In general, humans are more capable in the areas of intuition and ambiguity resolution; machines are far superior at deduction, granularity, and scalability. How can you find the right balance? Three approaches:
- In descriptive analytics—commonly termed “business intelligence”—managers use machines to make sense of patterns in historical data. They essentially ask, “Help me understand what happened.” Managers provided with business-intelligence tools rely on past experience and high-level pattern recognition to project the past into the future, often relying on their gut. That can lead to repeating time-trusted approaches to solving problems rather than finding innovative new paths.
- With predictive analytics, machines determine the likely outcome or outcomes of a particular situation for different combinations of input variables, giving managers insight to choose the course of action whose expected result best meets their objective. These predictions allow managers to drill down and make decisions at the transactional and tactical levels as opposed to the typically high level of descriptive analytics. The predictive analytics approach is structurally limited. It’s nearly impossible to predict future demand (let alone the future itself) with much certainty.
- With prescriptive analytics, machines make decisions that are based on managers’ defined objectives, by employing large amounts of data to rapidly analyze market conditions and learn by designing and running large numbers of low-cost experiments and what-if scenarios.
Which approach to use in a given situation depends on two factors: the relevance of the available data and the strength of the business case. A successful balance between human and machine maximizes the contribution of each. When available data is limited and high levels of uncertainty exist, descriptive analytics is the most viable option for providing directional guidance to managers. As the frequency of decision-making increases, more granular data becomes available, and the relevance of the data to the problem increases, more-autonomous prescriptive analytics approaches tend to perform best. In intermediate cases, where only limited relevant data is available, a predictive analytics approach is preferred.

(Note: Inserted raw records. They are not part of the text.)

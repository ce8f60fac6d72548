//! Traits connecting row types and filters to the generic listing service.

use sqlx::{Postgres, QueryBuilder};

/// A row type that can be listed and fetched by id.
///
/// The SQL fragments are static strings; user input only ever reaches the
/// query through bound parameters.
pub trait Listed {
    /// Column list of the `SELECT`.
    const SELECT: &'static str;
    /// `FROM` body including joins.
    const FROM: &'static str;
    /// Primary key expression, e.g. `p.id`.
    const ID: &'static str;
    /// Public ordering field to SQL expression.
    const ORDERING: &'static [(&'static str, &'static str)];
    const DEFAULT_ORDERING: &'static str;
    /// Columns matched by `?search=`.
    const SEARCH_COLUMNS: &'static [&'static str];
    /// Resource name used in 404 messages.
    const NAME: &'static str;
}

/// Structured filters of a list endpoint.
pub trait ListFilter {
    /// Append `AND ...` conditions to a query that already has a `WHERE`.
    fn push_conditions(&self, qb: &mut QueryBuilder<'_, Postgres>);
}

/// Push `AND column = value` when the filter value is present.
pub fn push_eq<'a, T>(qb: &mut QueryBuilder<'a, Postgres>, column: &str, value: &Option<T>)
where
    T: 'a + Clone + Send + sqlx::Encode<'a, Postgres> + sqlx::Type<Postgres>,
{
    if let Some(value) = value {
        qb.push(" AND ").push(column).push(" = ").push_bind(value.clone());
    }
}

/// Push an `AND (a ILIKE $p OR b ILIKE $p ...)` group for a search term.
pub fn push_search(qb: &mut QueryBuilder<'_, Postgres>, columns: &[&str], term: Option<&str>) {
    let Some(term) = term else {
        return;
    };
    if columns.is_empty() {
        return;
    }
    let pattern = super::pagination::like_pattern(term);
    qb.push(" AND (");
    for (i, column) in columns.iter().enumerate() {
        if i > 0 {
            qb.push(" OR ");
        }
        qb.push(*column).push(" ILIKE ").push_bind(pattern.clone());
    }
    qb.push(")");
}
//! Generic list and detail queries for flat resources.
//!
//! Purchases, earnings and wallet profiles all follow the same pattern:
//! filtered `COUNT(*)`, then the same filters with ordering and a page
//! window. Each row type describes its SQL through `Listed`; each filter
//! struct pushes its own conditions through `ListFilter`.

use sqlx::{FromRow, Postgres, QueryBuilder, postgres::PgRow};

use crate::{
    db::DbPool,
    error::AppError,
    models::{
        listing::{ListFilter, Listed, push_search},
        pagination::{ListParams, Page, order_by_clause},
    },
};

/// Apply search and structured filters after `WHERE TRUE`.
fn push_filters<R: Listed, F: ListFilter>(
    qb: &mut QueryBuilder<'_, Postgres>,
    params: &ListParams,
    filter: &F,
) {
    push_search(qb, R::SEARCH_COLUMNS, params.search_term());
    filter.push_conditions(qb);
}

/// Build the page query for `R` without executing it.
pub fn page_query<R: Listed, F: ListFilter>(
    params: &ListParams,
    filter: &F,
) -> QueryBuilder<'static, Postgres> {
    let mut qb = QueryBuilder::new(format!("SELECT {} FROM {} WHERE TRUE", R::SELECT, R::FROM));
    push_filters::<R, F>(&mut qb, params, filter);

    qb.push(" ORDER BY ").push(order_by_clause(
        params.ordering.as_deref(),
        R::ORDERING,
        R::DEFAULT_ORDERING,
        &format!("{} DESC", R::ID),
    ));
    qb.push(" LIMIT ")
        .push_bind(params.page_size())
        .push(" OFFSET ")
        .push_bind(params.offset());
    qb
}

/// List one page of `R`.
///
/// `count` is computed with the same search and filters as `results`.
pub async fn list<R, F>(pool: &DbPool, params: &ListParams, filter: &F) -> Result<Page<R>, AppError>
where
    R: Listed + for<'r> FromRow<'r, PgRow> + Send + Unpin,
    F: ListFilter,
{
    let mut count_qb =
        QueryBuilder::<Postgres>::new(format!("SELECT COUNT(*) FROM {} WHERE TRUE", R::FROM));
    push_filters::<R, F>(&mut count_qb, params, filter);
    let count: i64 = count_qb.build_query_scalar().fetch_one(pool).await?;

    let results: Vec<R> = page_query::<R, F>(params, filter)
        .build_query_as()
        .fetch_all(pool)
        .await?;

    Ok(Page::new(results, count, params))
}

/// Fetch one `R` by primary key.
pub async fn get<R>(pool: &DbPool, id: i64) -> Result<R, AppError>
where
    R: Listed + for<'r> FromRow<'r, PgRow> + Send + Unpin,
{
    let sql = format!("SELECT {} FROM {} WHERE {} = $1", R::SELECT, R::FROM, R::ID);
    sqlx::query_as::<_, R>(&sql)
        .bind(id)
        .fetch_optional(pool)
        .await?
        .ok_or_else(|| AppError::not_found(R::NAME))
}

#[cfg(test)]
mod tests {
    use super::*;
    use crate::models::{
        boostyfi::{self, BoostyfiEarning},
        limitless::{self, LimitlessPurchase},
        wallet_profile::{WalletProfile, WalletProfileFilter},
    };

    #[test]
    fn purchase_page_query_combines_filters_ordering_and_window() {
        let params = ListParams {
            page: Some(2),
            page_size: Some(25),
            search: Some("0xdead".into()),
            ordering: Some("amount_usdt".into()),
        };
        let filter = limitless::PurchaseFilter {
            payment_status: Some("COMPLETED".into()),
            ..Default::default()
        };
        let qb = page_query::<LimitlessPurchase, _>(&params, &filter);
        let sql = qb.sql();

        assert!(sql.contains("FROM limitless_purchases p LEFT JOIN limitless_users b"));
        assert!(sql.contains("AND (p.tx_hash ILIKE $1)"));
        assert!(sql.contains("AND p.payment_status = $2"));
        assert!(sql.ends_with("ORDER BY p.amount_usdt ASC, p.id DESC LIMIT $3 OFFSET $4"));
    }

    #[test]
    fn default_ordering_applies_without_client_ordering() {
        let params = ListParams::default();
        let filter = boostyfi::EarningFilter {
            referral_system_type: Some(2),
            ..Default::default()
        };
        let qb = page_query::<BoostyfiEarning, _>(&params, &filter);
        let sql = qb.sql();

        assert!(sql.contains("AND e.referral_system_type = $1"));
        assert!(sql.contains("ORDER BY e.created_at DESC, e.id DESC"));
    }

    #[test]
    fn wallet_profiles_search_every_contact_column() {
        let params = ListParams {
            search: Some("whale".into()),
            ..Default::default()
        };
        let qb = page_query::<WalletProfile, _>(&params, &WalletProfileFilter::default());
        let sql = qb.sql();

        assert!(sql.contains("w.main_wallet ILIKE $1"));
        assert!(sql.contains("w.rank ILIKE $5"));
        assert!(sql.contains("ORDER BY w.export_id DESC, w.id DESC"));
    }
}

Business case: The profit-improvement potential derives from the amount of inefficiency that data-driven insights can be expected to address. But inefficiency isn’t a characteristic of every business problem. And when it is an issue it may be addressable only with data that is not readily available. Therefore, not all problems are amenable to advanced approaches.
3 key takeaways from the article
- There are three common approaches to marketing analytics: descriptive, focusing on understanding what happened; predictive, what will happen – where machines determine likely outcomes but humans choose which course to follow; and prescriptive, seeking guidance from machines on what should I do now.
- Which approach to use in a given situation depends on two factors: the relevance of the available data and the strength of the business case. A successful balance between human and machine maximizes the contribution of each.
- Humans and machines excel at different tasks: humans at dealing with limited data and applying intuition in unfamiliar contexts, and machines at making decisions, however granular and sparse, that are repeated in time or space or both, and in environments flooded with rich data.